Assignment: From the listing below, count the lines where the string "queue" occurs. Give the number, with no other words.
· · · · ·
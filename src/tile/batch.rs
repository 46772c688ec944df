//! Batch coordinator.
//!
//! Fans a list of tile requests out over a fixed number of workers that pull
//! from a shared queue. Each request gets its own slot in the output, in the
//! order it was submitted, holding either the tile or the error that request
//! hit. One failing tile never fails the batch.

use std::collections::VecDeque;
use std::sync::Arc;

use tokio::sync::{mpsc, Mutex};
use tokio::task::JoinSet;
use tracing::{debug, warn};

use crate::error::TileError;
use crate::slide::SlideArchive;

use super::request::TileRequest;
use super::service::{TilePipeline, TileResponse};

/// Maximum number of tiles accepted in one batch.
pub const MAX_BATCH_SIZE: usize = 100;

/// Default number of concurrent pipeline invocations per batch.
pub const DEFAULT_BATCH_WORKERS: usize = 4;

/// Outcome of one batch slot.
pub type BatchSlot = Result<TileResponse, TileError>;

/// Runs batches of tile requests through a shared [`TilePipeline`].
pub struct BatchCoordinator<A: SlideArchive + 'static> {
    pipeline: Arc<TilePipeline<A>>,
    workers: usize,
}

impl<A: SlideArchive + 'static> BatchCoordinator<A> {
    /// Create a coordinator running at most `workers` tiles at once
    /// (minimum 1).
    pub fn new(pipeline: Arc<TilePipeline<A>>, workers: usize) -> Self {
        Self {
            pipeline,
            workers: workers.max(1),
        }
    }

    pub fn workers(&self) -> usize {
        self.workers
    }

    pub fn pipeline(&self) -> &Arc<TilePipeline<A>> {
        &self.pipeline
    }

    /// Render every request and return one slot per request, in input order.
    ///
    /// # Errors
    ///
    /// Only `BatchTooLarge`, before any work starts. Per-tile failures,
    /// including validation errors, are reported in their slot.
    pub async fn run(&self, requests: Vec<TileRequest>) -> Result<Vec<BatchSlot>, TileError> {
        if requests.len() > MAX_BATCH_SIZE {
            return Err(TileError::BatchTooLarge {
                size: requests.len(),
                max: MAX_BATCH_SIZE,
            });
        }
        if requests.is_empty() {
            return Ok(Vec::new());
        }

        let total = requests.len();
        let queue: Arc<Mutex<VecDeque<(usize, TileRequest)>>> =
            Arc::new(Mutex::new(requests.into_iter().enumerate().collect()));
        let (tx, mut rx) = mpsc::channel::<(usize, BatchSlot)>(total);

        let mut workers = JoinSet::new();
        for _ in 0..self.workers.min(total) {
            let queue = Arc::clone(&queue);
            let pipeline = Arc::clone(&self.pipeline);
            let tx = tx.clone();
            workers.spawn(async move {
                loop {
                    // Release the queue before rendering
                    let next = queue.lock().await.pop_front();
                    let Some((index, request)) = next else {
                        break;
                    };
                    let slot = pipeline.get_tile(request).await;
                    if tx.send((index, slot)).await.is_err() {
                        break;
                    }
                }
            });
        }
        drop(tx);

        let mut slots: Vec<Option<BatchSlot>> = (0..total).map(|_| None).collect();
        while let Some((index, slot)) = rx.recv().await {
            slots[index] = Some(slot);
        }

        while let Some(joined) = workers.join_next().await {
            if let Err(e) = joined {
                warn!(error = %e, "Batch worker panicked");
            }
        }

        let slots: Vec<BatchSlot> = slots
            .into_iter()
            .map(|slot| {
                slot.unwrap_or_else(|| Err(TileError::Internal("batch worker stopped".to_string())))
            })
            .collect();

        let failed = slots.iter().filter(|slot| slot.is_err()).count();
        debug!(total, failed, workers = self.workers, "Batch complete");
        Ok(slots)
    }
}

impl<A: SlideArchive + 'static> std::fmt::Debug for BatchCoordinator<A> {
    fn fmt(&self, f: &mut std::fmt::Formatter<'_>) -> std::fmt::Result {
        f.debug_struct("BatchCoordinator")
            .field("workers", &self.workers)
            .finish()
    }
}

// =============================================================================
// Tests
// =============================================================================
· · · · ·
Answer for this exercise: 5